Reputation: 1305
I have a LAMP-stack webapp that exposes a REST API. The goal is to have 3 tiers - databse, services (REST), and multiple front-end clients (website, Android, iPhone). Currently, these tiers are all on the same box. The website uses the API to make calls to the service logic for CRUD operations, the mobile clients have not been built yet.
I am using a PHP bcrypt implementation, to store the user credentials. This is slow/CPU-intensive by design. Every API call takes a username/password pair along with the API parameters. This will impede large-scaling because the hash is computed with every API call.
So, I've been looking at alternatives. OAuth 2.0 uses revocable tokens which are not expensive to use, but articles I've read seem to suggest the primary use-case for this protocol is to let third-parties access my API. This does not quite fit my model as the mobile clients, for example, are owned by me.
Is OAuth only meant to be used with third-parties or is it typical for a company to add its mobile clients as OAuth consumers for its own API?
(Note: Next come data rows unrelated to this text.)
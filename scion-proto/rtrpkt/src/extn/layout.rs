// Copyright 2026 Anapaya Systems
//
// Licensed under the Apache License, Version 2.0 (the "License");
// you may not use this file except in compliance with the License.
// You may obtain a copy of the License at
//
//   http://www.apache.org/licenses/LICENSE-2.0
//
// Unless required by applicable law or agreed to in writing, software
// distributed under the License is distributed on an "AS IS" BASIS,
// WITHOUT WARRANTIES OR CONDITIONS OF ANY KIND, either express or implied.
// See the License for the specific language governing permissions and
// limitations under the License.

//! Extension sub-header layout

use crate::core::layout::{BitRange, Layout, macros::gen_bitrange_const};

/// Layout of the extension sub-header, followed by the extension data
///
/// ```text
/// +-+-+-+-+-+-+-+-+-+-+-+-+-+-+-+-+-+-+-+-+-+-+-+-+-+-+-+-+-+-+-+-+
/// |    NextHdr    |    HdrLen     |    ExtType    |     Data      |
/// +-+-+-+-+-+-+-+-+-+-+-+-+-+-+-+-+-+-+-+-+-+-+-+-+-+-+-+-+-+-+-+-+
/// ```
///
/// `HdrLen` is the length of the whole extension in lines.
#[derive(Debug, Clone, Copy, PartialEq, Eq)]
pub struct ExtnSubHeaderLayout;
impl ExtnSubHeaderLayout {
    /// Size of the sub-header in bytes
    pub const SIZE_BYTES: usize = 3;
    /// Byte offset of the next header tag
    pub const NEXT_HDR_OFFSET: usize = 0;

    gen_bitrange_const!(NEXT_HDR_RNG, 0, 8);
    gen_bitrange_const!(HDR_LEN_RNG, 8, 8);
    gen_bitrange_const!(EXT_TYPE_RNG, 16, 8);
}
impl Layout for ExtnSubHeaderLayout {
    fn size_bytes(&self) -> usize {
        Self::SIZE_BYTES
    }
}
Is it okay to bundle a shared secret with an Android/iPhone app that I publish to the app market, so that they are immediately able to associate with the API?
Upvotes: 3
Views: 1029
Reputation: 2008
oAuth v2 (http://oauth.net/2/) has a number of authentication patterns (6 in all) and although the "3 legged" scenario with end users authorizing 3rd party apps is the most visible it's definitely a good approach even if you own the apps.
You can potentially use a two legged flow like the trusted credentials flow https://datatracker.ietf.org/doc/html/draft-ietf-oauth-v2-25#section-4.3. Basically in this you trust the client code (you wrote it) to receive and see the user's username and password and send it to your API. Once that's done, oAuth tokens are issues as normal and the password doesn't need to cross the connection again.
The second question on the shared secret - if your app always requires user login, then you might be able to avoid putting a shared secret into the app since your authentication relies on user credentials (in this case just put an ID in the app so you know which version it is). If the App operates without user login in some modes then you're likely to have little choice but to embed a secret of some kind at least for the init-steps.